12.10.04

Neverwinter Nights

It was a long game. A long, long, looooong game, that I think I poured about 70 hours into, and that's just counting this time - this time of playing through the game with my spiffy new video card and all of the graphical wonderfulness that it entails. Of course, I poured another 40 hours into the game a year or two ago when it came out, back when my 32MB VRAM laptop was the best way to play it, and where the screen would freeze for seconds at a time when more than five creatures came on the screen. That's a big problem of course, because there were almost always more than five creatures on the screen when anything interesting was happening, and even though the image would freeze, the game would keep going, so the next frame I saw might have me hacked to pieces on the ground.

The storyline was okay, but not great, but that was hardly the point of the game. More than anything else, the game is an engine for creating stories of your own, which they explain how to do in great detail.
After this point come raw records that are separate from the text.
impl OcppStatus {
    #[must_use]
    pub fn as_str(&self) -> &str {
        match self {
            Self::Available => "AVAILABLE",
            Self::Preparing => "PREPARING",
            Self::Charging => "CHARGING",
            Self::SuspendedEv => "SUSPENDED_EV",
            Self::SuspendedEvse => "SUSPENDED_EVSE",
            Self::Finishing => "FINISHING",
            Self::Reserved => "RESERVED",
            Self::Occupied => "OCCUPIED",
            Self::Unavailable => "UNAVAILABLE",
            Self::Faulted => "FAULTED",
            Self::Other(other) => other,
        }
    }

    /// Whether a session is running and can be stopped remotely.
    #[must_use]
    pub fn is_session_ready(&self) -> bool {
        matches!(
            self,
            Self::Charging | Self::SuspendedEv | Self::SuspendedEvse
        )
    }

    /// Icon hint matching the status.
    #[must_use]
    pub fn icon(&self) -> &'static str {
        match self {
            Self::Available => "mdi:power-plug-off",
            Self::Preparing => "mdi:power-plug-outline",
            Self::Occupied | Self::SuspendedEv | Self::SuspendedEvse => "mdi:power-plug",
            Self::Charging => "mdi:battery-positive",
            Self::Finishing => "mdi:power-plug-off-outline",
            Self::Reserved => "mdi:timer-sand",
            Self::Unavailable => "mdi:lan-disconnect",
            Self::Faulted => "mdi:alert-circle",
            Self::Other(_) => "mdi:help-circle",
        }
    }
}

impl From<String> for OcppStatus {
    fn from(value: String) -> Self {
        match value.as_str() {
            "AVAILABLE" => Self::Available,
            "PREPARING" => Self::Preparing,
            "CHARGING" => Self::Charging,
            "SUSPENDED_EV" => Self::SuspendedEv,
            "SUSPENDED_EVSE" => Self::SuspendedEvse,
            "FINISHING" => Self::Finishing,
            "RESERVED" => Self::Reserved,
            "OCCUPIED" => Self::Occupied,
            "UNAVAILABLE" => Self::Unavailable,
            "FAULTED" => Self::Faulted,
            _ => Self::Other(value),
        }
    }
}

impl From<OcppStatus> for String {
    fn from(value: OcppStatus) -> Self {
        value.as_str().to_string()
    }
}

impl fmt::Display for OcppStatus {
    fn fmt(&self, f: &mut fmt::Formatter<'_>) -> fmt::Result {
        f.write_str(self.as_str())
    }
}

/// Organisation membership of the signed-in user.
#[derive(Debug, Clone, PartialEq, Serialize, Deserialize)]
#[serde(rename_all = "camelCase")]
pub struct OrgBrief {
    pub id: OrgId,
    pub slug: String,
    pub name: String,
    #[serde(default)]
    pub tier: Option<String>,
    #[serde(default)]
    pub is_default: bool,
}

/// The signed-in user.
#[derive(Debug, Clone, PartialEq, Serialize, Deserialize)]
#[serde(rename_all = "camelCase")]
pub struct UserDetail {
    pub id: String,
    #[serde(default)]
    pub name: Option<String>,
    #[serde(default)]
    pub email: Option<String>,
    #[serde(default)]
    pub organisations: Vec<OrgBrief>,
}

/// Hardware description carried by the org listing.
#[derive(Debug, Clone, Default, PartialEq, Serialize, Deserialize)]
#[serde(rename_all = "camelCase")]
pub struct ChargePointDetails {
    #[serde(default)]
    pub model: Option<String>,
    #[serde(default)]
    pub firmware: Option<String>,
}

/// Connector as listed in the org charge point listing.
#[derive(Debug, Clone, PartialEq, Serialize, Deserialize)]
#[serde(rename_all = "camelCase")]
pub struct ConnectorBrief {
    pub connector_id: ConnectorId,
    #[serde(default)]
    pub connector_type: Option<String>,
    #[serde(default)]
    pub evse_id: Option<String>,
}

/// Charger as listed under an organisation.
#[derive(Debug, Clone, PartialEq, Serialize, Deserialize)]
#[serde(rename_all = "camelCase")]
pub struct ChargePoint {
    pub id: ChargerId,
    pub name: String,
    #[serde(default)]
    pub serial: Option<String>,
    pub network_status: NetworkStatus,
    #[serde(default)]
    pub details: ChargePointDetails,
    #[serde(default)]
    pub connectors: Vec<ConnectorBrief>,
}

/// Live electrical readings of a connector.
#[derive(Debug, Clone, Default, PartialEq, Serialize, Deserialize)]
#[serde(rename_all = "camelCase")]
pub struct ConnectorMeter {
    #[serde(default, rename = "voltageL1N")]
    pub voltage_l1n: Option<f64>,
    #[serde(default, rename = "currentL1")]
    pub current_l1: Option<f64>,
    /// Watts.
    #[serde(default)]
    pub power: Option<f64>,
    #[serde(default)]
    pub frequency: Option<f64>,
}

/// Connector with live status, from the charger detail.
#[derive(Debug, Clone, PartialEq, Serialize, Deserialize)]
#[serde(rename_all = "camelCase")]
pub struct Connector {
    pub connector_id: ConnectorId,
    pub ocpp_status: OcppStatus,
    #[serde(default)]
    pub meter: Option<ConnectorMeter>,
    #[serde(default)]
    pub max_amperage: Option<f64>,
}

/// Charger detail including its connectors.
#[derive(Debug, Clone, PartialEq, Serialize, Deserialize)]
#[serde(rename_all = "camelCase")]
pub struct ChargePointDetail {
    #[serde(default)]
    pub id: ChargerId,
    pub name: String,
    pub network_status: NetworkStatus,
    #[serde(default)]
    pub serial: Option<String>,
    #[serde(default)]
    pub connectors: Vec<Connector>,
}

/// Monetary amount.
#[derive(Debug, Clone, Default, PartialEq, Serialize, Deserialize)]
#[serde(rename_all = "camelCase")]
pub struct Cost {
    #[serde(default)]
    pub amount: Option<f64>,
    #[serde(default)]
    pub currency: Option<String>,
}

/// One charging session.
#[derive(Debug, Clone, PartialEq, Serialize, Deserialize)]
#[serde(rename_all = "camelCase")]
pub struct Session {
    pub id: String,
    pub start_date: Option<Timestamp>,
    /// Absent while the session is running.
    pub end_date: Option<Timestamp>,
    /// Watt-hours.
    pub total_power_usage: Option<f64>,
    pub total_cost: Option<Cost>,
    pub session_status: Option<String>,
    pub connector_id: Option<ConnectorId>,
}

impl Session {
    #[must_use]
    pub fn is_active(&self) -> bool {
        self.end_date.is_none()
    }
}

/// User-settable "charge now" flag.
#[derive(Debug, Clone, Copy, PartialEq, Eq, Serialize, Deserialize)]
#[serde(rename_all = "camelCase")]
pub struct ChargePointOverride {
    pub charge_now: bool,
}

/// Daily organisation rollup.
#[derive(Debug, Clone, PartialEq, Serialize, Deserialize)]
#[serde(rename_all = "camelCase")]
pub struct OrgInsight {
    pub start_date: Timestamp,
    /// Watt-hours.
    #[serde(default)]
    pub power_usage: f64,
    #[serde(default)]
    pub sessions: i64,
}

/// Everything one refresh fetched, keyed by vendor ids.
#[derive(Debug, Clone, PartialEq)]
pub struct Snapshot {
    pub user: UserDetail,
    pub org_briefs: BTreeMap<OrgId, OrgBrief>,
    pub org_insights: BTreeMap<OrgId, Vec<OrgInsight>>,
    pub charge_points: BTreeMap<ChargerId, ChargePoint>,
    pub charge_point_to_org: BTreeMap<ChargerId, OrgId>,
    pub charge_point_details: BTreeMap<ChargerId, ChargePointDetail>,
    pub charge_point_sessions: BTreeMap<ChargerId, Vec<Session>>,
    pub charge_point_override: BTreeMap<ChargerId, Option<ChargePointOverride>>,
    pub connectors: BTreeMap<(ChargerId, ConnectorId), Connector>,
}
That's what sold so many copies and built such a big fan base. That's what made it such a great idea in the first place. And boy, am I excited to start building modules of my own. While doing other things, I've been reading the Official WorldBuilder's Guide, and it looks fairly easy, as long as you're willing to stay within the scope of what the game can accomplish.
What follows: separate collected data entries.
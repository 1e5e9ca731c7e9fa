//! Cloud adapter error types.

use evnex_bridge_app::ports::ApiError;
use evnex_bridge_domain::error::BridgeError;

/// Errors specific to the cloud adapter.
#[derive(Debug, thiserror::Error)]
pub enum CloudError {
    /// The HTTP client could not be built.
    #[error("failed to build HTTP client")]
    Build(#[source] reqwest::Error),

    /// The vendor rejected the credentials or the access token.
    #[error("not authorized")]
    Unauthorized,

    /// The request did not complete in time.
    #[error("request timed out")]
    Timeout,

    /// The vendor answered with a non-success status.
    #[error("unexpected status {status}")]
    Status { status: u16, body: String },

    /// The request could not be sent or its body could not be read.
    #[error("HTTP transport error")]
    Transport(#[source] reqwest::Error),

    /// The response body did not match the expected shape.
    #[error("failed to decode response")]
    Decode(#[source] serde_json::Error),
}

impl CloudError {
    pub(crate) fn from_reqwest(err: reqwest::Error) -> Self {
        if err.is_timeout() {
            Self::Timeout
        } else {
            Self::Transport(err)
        }
    }

    /// Convert into the port-level [`ApiError`].
    #[must_use]
    pub fn into_api(self) -> ApiError {
        match self {
            Self::Unauthorized => ApiError::NotAuthorized,
            Self::Timeout => ApiError::Timeout,
            Self::Status { status, body } => ApiError::Rejected { status, body },
            Self::Decode(err) => ApiError::Decode(Box::new(err)),
            other @ (Self::Build(_) | Self::Transport(_)) => ApiError::Transport(Box::new(other)),
        }
    }
}

impl From<CloudError> for ApiError {
    fn from(err: CloudError) -> Self {
        err.into_api()
    }
}

impl From<CloudError> for BridgeError {
    fn from(err: CloudError) -> Self {
        err.into_api().into_domain()
    }
}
That doesn't really excuse 70 hours of me at the monitor clicking away at orcs and giant spiders and air elementals, though, to the neglect of Kim and a couple of minor duties. That's just obsession - the same obsession that has me very excited about playing the other two modules Bioware's released (which I've purchased now).

Hmm... after 70 hours on the main game and the promise of another 50 hours in the two modules, I'm spending another 30 minutes to write about it. Silly me. On to other things.